Task: List each line of the data that holds the string "insert".
(Supplied material Opens)
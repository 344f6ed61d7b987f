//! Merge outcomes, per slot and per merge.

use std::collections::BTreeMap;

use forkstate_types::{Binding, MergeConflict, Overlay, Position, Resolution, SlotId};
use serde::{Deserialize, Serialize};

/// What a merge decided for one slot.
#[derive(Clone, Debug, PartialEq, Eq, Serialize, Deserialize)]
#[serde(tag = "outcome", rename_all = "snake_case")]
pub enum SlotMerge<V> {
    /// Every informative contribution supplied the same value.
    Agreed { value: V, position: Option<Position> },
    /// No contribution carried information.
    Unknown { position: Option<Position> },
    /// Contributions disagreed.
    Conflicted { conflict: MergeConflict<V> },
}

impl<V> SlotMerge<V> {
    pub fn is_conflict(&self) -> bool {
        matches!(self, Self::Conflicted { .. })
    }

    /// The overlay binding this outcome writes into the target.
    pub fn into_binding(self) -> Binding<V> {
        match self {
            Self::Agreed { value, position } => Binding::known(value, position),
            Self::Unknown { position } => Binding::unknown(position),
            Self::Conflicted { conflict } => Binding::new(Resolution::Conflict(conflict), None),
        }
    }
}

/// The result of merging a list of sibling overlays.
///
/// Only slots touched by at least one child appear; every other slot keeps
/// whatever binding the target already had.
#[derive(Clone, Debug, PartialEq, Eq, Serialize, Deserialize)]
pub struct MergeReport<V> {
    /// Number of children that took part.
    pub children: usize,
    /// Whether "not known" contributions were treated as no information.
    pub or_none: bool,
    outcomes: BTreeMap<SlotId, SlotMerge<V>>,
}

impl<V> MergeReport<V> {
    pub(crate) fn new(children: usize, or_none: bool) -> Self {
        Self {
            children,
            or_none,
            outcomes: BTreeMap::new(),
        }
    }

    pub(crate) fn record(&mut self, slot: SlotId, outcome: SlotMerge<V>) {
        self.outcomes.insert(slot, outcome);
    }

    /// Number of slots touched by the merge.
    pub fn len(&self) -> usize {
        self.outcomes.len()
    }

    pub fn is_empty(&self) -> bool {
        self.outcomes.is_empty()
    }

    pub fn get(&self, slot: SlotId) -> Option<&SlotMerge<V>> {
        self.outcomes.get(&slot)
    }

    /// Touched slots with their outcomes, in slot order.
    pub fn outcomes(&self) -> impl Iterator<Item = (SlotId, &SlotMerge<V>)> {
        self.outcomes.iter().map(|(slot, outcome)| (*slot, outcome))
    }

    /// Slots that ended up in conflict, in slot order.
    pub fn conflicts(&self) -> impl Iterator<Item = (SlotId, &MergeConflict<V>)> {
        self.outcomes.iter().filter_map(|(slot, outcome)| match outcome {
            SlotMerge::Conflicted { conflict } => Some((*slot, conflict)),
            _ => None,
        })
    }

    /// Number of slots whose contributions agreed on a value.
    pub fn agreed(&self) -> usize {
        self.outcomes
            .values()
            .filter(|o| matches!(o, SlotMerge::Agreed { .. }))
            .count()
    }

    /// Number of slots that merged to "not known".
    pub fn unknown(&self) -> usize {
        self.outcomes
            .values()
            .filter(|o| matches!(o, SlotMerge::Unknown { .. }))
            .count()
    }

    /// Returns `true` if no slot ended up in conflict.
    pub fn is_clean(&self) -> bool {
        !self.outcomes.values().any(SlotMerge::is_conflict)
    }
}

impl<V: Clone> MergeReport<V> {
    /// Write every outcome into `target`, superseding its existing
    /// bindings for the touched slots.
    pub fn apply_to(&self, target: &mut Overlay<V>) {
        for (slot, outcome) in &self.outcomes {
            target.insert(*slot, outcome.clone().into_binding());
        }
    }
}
(Supplied material Closes)
(Supplied material Opens)
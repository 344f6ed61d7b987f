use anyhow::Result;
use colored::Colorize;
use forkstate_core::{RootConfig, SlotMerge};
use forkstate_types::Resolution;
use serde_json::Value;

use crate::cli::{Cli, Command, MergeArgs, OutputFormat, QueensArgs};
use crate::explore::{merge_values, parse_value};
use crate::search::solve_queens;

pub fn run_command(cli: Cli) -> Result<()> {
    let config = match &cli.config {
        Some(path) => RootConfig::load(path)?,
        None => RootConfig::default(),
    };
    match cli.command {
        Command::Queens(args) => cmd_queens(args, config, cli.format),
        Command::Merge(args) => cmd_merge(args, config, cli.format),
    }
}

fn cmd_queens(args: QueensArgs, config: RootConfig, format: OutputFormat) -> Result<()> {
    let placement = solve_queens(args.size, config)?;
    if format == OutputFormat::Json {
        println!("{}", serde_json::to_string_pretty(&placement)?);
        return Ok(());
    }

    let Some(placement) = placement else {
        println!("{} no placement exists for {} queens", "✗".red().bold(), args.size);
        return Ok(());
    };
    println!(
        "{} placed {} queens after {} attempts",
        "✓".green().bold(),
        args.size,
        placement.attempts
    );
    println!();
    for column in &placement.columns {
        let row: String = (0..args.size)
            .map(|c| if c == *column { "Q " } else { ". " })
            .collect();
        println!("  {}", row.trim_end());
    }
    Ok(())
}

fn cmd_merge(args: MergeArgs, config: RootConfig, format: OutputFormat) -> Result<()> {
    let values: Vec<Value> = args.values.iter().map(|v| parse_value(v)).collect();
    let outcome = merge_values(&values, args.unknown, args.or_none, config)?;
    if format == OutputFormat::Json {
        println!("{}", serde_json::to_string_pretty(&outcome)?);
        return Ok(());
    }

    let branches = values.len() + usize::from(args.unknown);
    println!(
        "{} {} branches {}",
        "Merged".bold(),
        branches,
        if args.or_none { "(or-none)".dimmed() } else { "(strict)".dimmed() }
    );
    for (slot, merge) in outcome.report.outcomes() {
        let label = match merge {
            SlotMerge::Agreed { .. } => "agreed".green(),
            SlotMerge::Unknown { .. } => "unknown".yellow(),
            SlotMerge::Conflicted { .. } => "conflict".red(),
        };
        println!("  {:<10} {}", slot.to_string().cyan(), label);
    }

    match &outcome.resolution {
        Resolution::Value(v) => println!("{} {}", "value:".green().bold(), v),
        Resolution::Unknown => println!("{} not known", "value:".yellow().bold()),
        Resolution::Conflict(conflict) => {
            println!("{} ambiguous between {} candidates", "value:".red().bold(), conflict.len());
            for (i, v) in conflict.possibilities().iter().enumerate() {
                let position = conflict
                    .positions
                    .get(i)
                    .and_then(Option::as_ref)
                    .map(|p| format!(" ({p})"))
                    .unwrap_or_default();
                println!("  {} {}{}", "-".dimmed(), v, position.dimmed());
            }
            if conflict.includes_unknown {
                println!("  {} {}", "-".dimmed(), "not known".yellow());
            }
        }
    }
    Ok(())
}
(Supplied material Closes)
Solution for this exercise:
        self.outcomes.insert(slot, outcome);
            target.insert(*slot, outcome.clone().into_binding());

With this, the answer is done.